**EXERCISE REQUIREMENTS:** Exactly reproduce the lines from the top of the entries below through the line containing "Every engine talks", with both ends included.

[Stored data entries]
*** Block opens ***

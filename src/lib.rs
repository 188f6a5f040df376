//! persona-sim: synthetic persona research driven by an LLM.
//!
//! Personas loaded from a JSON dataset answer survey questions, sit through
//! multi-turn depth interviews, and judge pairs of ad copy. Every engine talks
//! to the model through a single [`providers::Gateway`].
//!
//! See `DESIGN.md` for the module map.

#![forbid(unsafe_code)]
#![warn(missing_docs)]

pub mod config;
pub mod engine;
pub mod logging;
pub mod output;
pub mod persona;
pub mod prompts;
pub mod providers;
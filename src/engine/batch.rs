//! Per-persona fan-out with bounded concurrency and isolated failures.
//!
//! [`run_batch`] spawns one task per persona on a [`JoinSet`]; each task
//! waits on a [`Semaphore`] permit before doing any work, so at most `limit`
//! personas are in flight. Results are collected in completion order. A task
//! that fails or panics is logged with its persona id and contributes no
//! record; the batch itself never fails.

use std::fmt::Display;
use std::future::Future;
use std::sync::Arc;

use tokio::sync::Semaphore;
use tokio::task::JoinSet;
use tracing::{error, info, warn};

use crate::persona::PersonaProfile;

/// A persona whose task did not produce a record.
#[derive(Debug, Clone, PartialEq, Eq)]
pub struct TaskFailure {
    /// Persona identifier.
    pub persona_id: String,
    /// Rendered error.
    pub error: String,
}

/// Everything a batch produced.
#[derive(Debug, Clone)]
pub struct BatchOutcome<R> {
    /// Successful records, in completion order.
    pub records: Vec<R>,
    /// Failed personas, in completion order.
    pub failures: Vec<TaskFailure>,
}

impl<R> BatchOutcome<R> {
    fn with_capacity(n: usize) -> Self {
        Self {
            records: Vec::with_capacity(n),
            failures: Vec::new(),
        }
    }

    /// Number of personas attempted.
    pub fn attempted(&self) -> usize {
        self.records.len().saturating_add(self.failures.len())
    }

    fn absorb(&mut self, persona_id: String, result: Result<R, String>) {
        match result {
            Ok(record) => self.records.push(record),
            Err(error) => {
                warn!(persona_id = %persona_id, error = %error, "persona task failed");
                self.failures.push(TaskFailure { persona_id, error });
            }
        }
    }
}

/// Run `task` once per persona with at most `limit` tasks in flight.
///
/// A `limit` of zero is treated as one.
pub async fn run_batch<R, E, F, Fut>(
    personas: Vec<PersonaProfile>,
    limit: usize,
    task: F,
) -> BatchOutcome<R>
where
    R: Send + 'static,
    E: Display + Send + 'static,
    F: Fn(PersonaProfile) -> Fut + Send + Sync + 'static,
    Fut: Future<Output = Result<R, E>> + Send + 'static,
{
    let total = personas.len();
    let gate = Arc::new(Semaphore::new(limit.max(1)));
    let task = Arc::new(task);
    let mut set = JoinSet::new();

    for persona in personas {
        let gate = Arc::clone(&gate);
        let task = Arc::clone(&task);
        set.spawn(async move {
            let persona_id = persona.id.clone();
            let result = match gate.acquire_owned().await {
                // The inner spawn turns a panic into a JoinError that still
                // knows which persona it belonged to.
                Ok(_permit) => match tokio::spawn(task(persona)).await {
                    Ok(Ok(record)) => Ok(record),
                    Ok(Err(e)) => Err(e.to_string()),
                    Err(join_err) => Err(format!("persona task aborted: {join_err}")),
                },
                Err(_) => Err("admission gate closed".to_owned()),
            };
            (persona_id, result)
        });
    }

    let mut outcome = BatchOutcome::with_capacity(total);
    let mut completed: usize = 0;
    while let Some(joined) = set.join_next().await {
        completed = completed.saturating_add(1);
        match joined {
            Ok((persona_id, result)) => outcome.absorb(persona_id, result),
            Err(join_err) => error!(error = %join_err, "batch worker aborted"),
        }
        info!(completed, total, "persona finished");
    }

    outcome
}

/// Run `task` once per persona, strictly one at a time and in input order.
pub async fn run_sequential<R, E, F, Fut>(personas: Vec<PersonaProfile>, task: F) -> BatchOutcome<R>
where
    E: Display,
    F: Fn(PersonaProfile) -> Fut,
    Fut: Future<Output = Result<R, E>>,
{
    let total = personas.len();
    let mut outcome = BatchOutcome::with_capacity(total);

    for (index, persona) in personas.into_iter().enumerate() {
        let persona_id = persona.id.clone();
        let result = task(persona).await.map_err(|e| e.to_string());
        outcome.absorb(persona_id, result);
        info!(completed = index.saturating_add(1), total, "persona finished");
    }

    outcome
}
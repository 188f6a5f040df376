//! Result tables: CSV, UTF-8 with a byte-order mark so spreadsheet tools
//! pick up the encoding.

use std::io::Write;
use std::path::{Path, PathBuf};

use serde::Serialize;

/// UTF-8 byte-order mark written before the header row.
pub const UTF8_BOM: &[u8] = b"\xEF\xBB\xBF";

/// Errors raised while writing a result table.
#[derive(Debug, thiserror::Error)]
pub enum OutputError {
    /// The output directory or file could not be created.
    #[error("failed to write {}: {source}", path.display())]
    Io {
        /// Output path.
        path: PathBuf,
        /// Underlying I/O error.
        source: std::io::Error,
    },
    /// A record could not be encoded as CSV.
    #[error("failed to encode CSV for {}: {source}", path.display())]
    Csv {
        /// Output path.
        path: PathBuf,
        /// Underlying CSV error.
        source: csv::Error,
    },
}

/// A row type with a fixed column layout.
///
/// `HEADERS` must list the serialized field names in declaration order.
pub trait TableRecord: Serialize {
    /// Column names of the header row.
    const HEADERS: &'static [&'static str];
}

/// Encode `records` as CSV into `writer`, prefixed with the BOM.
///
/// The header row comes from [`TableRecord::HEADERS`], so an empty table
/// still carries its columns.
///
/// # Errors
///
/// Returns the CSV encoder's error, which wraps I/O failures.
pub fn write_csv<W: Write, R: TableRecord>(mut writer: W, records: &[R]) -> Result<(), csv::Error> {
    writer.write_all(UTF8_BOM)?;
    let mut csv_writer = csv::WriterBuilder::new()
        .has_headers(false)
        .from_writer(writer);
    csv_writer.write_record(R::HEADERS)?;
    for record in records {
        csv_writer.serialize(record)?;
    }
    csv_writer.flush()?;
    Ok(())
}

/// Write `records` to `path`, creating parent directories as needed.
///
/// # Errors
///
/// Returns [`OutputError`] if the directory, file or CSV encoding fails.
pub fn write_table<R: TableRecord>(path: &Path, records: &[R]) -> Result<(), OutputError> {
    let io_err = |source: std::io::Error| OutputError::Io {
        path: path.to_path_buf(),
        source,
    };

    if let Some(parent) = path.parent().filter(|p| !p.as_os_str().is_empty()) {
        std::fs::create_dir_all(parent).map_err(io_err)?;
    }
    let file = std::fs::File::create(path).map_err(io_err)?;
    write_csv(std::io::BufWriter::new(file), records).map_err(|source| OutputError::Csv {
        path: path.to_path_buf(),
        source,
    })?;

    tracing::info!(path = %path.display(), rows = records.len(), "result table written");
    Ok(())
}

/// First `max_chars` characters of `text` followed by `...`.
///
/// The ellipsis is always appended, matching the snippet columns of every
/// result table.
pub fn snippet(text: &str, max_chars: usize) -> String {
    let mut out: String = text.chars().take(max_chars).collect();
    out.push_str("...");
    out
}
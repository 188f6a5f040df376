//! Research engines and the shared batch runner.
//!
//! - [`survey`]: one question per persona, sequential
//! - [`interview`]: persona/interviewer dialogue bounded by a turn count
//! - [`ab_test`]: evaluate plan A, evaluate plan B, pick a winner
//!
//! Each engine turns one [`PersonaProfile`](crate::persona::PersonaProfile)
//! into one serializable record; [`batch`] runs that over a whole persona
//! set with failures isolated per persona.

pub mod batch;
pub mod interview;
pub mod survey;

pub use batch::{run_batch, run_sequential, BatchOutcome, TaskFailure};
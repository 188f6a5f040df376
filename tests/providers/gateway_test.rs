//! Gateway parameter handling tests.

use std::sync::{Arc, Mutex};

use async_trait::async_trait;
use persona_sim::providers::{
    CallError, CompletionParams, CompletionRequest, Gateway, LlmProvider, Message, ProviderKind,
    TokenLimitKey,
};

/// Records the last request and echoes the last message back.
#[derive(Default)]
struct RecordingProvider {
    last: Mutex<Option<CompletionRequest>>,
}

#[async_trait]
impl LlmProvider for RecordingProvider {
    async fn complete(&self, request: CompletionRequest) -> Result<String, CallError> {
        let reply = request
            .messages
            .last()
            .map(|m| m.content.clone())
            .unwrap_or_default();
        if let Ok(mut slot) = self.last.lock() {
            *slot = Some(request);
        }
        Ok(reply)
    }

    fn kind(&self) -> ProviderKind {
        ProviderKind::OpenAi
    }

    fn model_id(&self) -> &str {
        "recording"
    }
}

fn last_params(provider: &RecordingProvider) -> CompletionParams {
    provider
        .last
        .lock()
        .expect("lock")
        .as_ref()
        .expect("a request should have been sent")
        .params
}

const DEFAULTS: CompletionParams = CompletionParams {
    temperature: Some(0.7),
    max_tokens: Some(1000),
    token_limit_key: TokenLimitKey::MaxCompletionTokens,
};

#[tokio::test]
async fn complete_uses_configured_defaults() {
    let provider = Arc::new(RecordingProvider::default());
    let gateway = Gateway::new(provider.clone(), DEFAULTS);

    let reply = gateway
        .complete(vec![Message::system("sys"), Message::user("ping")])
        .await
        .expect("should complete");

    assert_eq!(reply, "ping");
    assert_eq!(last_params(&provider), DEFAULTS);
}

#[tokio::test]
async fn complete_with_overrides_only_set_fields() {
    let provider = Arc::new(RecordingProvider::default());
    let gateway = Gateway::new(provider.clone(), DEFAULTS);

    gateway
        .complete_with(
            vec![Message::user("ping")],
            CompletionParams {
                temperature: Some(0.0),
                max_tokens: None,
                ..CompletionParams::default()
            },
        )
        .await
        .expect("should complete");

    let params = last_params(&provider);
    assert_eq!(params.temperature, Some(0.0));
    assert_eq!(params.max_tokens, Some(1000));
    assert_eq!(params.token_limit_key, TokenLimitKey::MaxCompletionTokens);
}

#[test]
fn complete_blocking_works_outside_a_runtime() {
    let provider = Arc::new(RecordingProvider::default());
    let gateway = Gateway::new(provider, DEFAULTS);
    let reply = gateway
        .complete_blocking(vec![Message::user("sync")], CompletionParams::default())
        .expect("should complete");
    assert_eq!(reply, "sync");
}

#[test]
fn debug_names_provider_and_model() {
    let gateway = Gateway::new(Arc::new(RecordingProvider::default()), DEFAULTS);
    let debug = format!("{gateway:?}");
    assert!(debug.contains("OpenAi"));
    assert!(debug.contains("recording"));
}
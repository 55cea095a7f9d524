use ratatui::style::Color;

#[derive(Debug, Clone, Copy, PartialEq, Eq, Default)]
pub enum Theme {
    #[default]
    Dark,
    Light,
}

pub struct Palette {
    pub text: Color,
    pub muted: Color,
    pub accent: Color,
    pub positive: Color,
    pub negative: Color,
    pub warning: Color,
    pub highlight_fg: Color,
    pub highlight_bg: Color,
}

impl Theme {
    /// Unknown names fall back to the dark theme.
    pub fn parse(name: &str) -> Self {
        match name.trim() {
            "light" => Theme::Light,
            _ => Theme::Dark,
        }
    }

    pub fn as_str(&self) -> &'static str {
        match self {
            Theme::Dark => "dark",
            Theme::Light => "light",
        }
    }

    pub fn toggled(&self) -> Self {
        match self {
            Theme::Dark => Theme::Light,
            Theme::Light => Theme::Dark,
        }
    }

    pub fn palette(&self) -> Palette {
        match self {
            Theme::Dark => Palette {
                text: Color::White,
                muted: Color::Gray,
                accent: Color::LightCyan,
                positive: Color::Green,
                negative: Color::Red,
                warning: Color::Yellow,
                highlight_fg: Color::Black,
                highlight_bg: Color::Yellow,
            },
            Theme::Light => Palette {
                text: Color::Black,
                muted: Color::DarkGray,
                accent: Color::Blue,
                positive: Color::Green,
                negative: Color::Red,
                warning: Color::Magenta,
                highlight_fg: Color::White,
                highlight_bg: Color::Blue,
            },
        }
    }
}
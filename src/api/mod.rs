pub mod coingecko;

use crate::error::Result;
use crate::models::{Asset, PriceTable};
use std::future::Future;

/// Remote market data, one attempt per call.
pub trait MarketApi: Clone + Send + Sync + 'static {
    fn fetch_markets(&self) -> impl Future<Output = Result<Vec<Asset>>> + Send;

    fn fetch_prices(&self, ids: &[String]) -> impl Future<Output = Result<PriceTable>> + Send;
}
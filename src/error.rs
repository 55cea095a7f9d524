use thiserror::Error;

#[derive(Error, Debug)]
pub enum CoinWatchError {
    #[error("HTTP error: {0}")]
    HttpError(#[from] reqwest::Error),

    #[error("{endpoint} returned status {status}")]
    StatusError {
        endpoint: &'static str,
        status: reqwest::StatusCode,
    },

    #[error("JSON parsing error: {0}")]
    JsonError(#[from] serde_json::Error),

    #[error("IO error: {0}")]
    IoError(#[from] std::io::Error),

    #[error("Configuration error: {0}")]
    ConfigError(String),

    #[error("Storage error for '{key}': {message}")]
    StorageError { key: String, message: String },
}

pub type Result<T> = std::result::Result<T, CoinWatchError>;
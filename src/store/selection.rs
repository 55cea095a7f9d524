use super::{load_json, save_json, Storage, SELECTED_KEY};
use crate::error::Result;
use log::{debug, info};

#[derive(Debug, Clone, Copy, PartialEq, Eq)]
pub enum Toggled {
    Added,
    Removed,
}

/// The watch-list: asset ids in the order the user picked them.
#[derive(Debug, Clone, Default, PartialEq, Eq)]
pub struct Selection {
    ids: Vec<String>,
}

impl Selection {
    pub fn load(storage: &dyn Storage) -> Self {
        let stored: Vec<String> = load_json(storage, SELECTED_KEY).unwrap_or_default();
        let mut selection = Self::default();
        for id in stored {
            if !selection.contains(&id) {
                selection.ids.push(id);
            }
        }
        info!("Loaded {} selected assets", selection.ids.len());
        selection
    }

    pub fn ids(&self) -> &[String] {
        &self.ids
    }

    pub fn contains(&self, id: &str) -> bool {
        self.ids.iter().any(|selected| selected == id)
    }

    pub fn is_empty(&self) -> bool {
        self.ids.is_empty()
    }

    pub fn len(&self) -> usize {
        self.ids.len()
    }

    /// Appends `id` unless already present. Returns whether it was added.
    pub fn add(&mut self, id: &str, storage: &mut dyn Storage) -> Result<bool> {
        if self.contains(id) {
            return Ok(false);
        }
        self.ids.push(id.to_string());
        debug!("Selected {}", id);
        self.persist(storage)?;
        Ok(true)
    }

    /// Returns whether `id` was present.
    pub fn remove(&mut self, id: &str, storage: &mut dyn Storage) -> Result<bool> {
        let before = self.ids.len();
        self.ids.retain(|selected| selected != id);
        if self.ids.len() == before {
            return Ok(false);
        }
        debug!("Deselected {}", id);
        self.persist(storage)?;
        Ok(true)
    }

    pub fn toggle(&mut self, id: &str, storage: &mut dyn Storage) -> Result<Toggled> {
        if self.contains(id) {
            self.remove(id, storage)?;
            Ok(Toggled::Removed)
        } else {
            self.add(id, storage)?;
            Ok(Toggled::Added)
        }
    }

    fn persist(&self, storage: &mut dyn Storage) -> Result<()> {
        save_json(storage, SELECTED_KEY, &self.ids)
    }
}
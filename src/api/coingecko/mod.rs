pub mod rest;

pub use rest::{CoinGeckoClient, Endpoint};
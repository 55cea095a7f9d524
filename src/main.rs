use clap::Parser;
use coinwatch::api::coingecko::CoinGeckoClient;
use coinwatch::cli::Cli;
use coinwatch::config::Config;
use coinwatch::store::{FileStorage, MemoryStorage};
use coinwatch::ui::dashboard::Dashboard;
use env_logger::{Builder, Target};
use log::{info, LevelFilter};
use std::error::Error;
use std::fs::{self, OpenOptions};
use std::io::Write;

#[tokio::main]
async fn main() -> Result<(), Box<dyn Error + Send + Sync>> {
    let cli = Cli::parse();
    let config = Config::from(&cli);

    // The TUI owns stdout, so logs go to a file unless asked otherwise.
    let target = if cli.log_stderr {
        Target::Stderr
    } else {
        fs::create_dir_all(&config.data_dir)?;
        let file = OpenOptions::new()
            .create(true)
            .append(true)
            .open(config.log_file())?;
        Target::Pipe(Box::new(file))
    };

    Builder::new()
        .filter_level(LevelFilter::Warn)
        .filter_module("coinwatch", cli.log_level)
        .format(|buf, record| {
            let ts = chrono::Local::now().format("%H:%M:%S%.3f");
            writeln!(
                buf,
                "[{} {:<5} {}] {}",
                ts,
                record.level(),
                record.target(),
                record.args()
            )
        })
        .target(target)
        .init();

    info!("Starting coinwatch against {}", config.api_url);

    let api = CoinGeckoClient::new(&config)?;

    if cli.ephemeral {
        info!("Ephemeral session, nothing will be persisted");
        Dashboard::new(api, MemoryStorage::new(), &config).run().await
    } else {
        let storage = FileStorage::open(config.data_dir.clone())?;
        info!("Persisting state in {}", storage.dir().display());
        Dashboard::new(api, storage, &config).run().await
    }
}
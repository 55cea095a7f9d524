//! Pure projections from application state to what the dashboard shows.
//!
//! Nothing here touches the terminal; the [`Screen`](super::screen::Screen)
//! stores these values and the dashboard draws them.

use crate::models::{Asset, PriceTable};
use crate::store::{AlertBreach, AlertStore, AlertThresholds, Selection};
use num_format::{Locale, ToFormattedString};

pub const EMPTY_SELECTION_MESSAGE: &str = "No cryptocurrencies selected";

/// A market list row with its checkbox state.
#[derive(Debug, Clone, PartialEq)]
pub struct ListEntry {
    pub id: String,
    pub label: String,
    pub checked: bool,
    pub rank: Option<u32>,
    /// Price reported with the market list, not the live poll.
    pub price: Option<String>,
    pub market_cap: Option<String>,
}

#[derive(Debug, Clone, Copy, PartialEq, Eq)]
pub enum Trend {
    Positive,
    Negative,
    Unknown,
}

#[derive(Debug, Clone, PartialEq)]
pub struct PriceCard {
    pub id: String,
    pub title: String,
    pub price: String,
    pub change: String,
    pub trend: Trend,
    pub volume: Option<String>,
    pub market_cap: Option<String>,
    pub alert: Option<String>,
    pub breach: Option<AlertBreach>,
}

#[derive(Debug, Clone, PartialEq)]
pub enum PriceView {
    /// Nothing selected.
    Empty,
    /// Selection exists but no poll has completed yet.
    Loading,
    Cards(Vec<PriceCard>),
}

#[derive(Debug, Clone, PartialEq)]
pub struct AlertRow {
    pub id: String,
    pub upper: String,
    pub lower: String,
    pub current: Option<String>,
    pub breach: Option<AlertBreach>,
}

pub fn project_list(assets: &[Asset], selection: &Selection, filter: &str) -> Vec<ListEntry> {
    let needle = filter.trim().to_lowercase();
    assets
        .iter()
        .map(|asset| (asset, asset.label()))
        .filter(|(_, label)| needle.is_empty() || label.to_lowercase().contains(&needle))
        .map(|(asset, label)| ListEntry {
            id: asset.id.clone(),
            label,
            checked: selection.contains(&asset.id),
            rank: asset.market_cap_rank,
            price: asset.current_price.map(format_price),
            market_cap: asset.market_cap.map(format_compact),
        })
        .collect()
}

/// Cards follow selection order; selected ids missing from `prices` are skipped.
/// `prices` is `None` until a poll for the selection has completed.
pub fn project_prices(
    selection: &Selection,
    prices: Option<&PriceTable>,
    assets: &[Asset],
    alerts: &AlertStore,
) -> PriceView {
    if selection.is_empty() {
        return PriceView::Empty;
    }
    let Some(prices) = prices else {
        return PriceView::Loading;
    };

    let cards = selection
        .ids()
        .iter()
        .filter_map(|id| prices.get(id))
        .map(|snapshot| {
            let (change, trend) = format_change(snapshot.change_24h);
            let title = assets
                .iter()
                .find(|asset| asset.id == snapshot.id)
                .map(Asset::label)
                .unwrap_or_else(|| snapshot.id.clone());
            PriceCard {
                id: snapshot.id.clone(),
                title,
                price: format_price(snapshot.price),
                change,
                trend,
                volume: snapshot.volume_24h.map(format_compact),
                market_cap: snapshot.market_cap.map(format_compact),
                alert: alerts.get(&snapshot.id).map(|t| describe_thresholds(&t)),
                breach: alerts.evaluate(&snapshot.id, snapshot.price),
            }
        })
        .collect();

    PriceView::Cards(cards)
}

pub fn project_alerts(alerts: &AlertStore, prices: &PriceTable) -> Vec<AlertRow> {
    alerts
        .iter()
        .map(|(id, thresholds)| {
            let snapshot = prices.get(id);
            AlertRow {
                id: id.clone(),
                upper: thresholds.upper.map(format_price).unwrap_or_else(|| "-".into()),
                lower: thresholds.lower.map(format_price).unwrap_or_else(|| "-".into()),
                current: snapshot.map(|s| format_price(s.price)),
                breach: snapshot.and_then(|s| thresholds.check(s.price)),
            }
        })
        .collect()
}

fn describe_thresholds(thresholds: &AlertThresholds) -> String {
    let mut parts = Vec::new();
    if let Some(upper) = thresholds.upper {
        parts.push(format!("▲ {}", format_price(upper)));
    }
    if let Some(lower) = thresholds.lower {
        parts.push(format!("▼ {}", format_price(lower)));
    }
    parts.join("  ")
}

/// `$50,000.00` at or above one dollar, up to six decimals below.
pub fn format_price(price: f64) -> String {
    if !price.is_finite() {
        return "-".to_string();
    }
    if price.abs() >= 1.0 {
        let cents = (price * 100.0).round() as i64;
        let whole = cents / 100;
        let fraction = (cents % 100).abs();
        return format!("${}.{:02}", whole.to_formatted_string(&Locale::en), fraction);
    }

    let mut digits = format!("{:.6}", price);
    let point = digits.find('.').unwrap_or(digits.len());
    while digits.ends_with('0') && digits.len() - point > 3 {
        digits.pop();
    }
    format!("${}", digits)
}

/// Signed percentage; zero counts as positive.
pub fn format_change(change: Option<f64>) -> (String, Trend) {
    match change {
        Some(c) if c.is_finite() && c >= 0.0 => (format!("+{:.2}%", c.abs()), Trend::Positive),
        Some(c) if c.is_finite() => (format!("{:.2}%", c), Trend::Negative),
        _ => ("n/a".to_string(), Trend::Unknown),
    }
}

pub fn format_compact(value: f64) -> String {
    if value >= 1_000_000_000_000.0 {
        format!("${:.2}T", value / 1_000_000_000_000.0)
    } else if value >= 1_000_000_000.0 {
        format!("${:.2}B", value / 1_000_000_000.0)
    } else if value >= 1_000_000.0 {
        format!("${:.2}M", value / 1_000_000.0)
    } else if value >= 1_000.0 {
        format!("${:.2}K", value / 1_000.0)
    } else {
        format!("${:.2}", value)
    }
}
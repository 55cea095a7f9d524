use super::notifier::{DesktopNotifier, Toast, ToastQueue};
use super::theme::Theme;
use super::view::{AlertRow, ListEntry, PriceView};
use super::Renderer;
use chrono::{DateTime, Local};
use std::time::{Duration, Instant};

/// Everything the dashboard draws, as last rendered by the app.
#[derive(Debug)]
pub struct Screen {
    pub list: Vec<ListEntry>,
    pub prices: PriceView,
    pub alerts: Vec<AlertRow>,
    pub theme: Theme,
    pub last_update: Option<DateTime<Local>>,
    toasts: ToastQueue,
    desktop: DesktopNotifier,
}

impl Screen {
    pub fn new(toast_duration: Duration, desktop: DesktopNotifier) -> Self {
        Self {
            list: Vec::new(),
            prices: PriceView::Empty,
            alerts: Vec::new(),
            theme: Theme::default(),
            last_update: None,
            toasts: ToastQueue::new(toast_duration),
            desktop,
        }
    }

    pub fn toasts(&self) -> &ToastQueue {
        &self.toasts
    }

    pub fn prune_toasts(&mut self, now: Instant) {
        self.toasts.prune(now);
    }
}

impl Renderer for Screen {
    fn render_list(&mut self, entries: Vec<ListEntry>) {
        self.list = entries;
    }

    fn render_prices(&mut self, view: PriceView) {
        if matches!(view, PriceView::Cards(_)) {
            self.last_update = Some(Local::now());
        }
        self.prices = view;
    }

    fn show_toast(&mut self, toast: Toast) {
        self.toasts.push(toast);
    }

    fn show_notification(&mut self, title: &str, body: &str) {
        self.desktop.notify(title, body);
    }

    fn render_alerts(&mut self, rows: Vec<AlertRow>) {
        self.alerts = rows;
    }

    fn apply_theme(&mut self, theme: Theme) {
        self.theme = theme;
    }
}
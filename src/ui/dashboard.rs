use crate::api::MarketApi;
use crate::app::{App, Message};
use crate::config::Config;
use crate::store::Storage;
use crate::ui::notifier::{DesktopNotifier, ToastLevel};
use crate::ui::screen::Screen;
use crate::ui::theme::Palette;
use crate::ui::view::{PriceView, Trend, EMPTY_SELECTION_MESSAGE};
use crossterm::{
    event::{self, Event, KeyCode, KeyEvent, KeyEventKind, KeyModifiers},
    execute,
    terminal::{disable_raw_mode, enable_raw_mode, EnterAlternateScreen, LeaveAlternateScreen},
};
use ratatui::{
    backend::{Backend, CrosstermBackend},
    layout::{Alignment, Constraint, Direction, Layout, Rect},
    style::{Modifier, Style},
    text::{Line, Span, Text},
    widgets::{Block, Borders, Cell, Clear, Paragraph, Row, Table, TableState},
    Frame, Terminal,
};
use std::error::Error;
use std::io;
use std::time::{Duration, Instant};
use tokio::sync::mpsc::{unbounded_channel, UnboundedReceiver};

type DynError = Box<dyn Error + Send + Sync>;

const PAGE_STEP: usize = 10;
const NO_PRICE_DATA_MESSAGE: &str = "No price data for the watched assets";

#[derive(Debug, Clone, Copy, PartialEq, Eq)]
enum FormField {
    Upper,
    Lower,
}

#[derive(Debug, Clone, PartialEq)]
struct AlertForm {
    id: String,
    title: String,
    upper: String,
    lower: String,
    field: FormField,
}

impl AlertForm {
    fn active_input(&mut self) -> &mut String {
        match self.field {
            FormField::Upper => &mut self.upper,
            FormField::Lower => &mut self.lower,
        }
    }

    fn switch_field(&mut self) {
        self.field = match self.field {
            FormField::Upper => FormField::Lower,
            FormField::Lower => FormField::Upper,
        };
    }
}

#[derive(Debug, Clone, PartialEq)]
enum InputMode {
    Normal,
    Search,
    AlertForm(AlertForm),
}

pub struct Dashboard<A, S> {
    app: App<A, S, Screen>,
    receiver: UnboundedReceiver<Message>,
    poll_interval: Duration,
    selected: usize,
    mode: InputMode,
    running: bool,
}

*** Block closes ***

**FINISHED EXERCISE:**
filename src/lib.rs
repository 188f6a5f040df376
//! persona-sim: synthetic persona research driven by an LLM.
//!
//! Personas loaded from a JSON dataset answer survey questions, sit through
//! multi-turn depth interviews, and judge pairs of ad copy. Every engine talks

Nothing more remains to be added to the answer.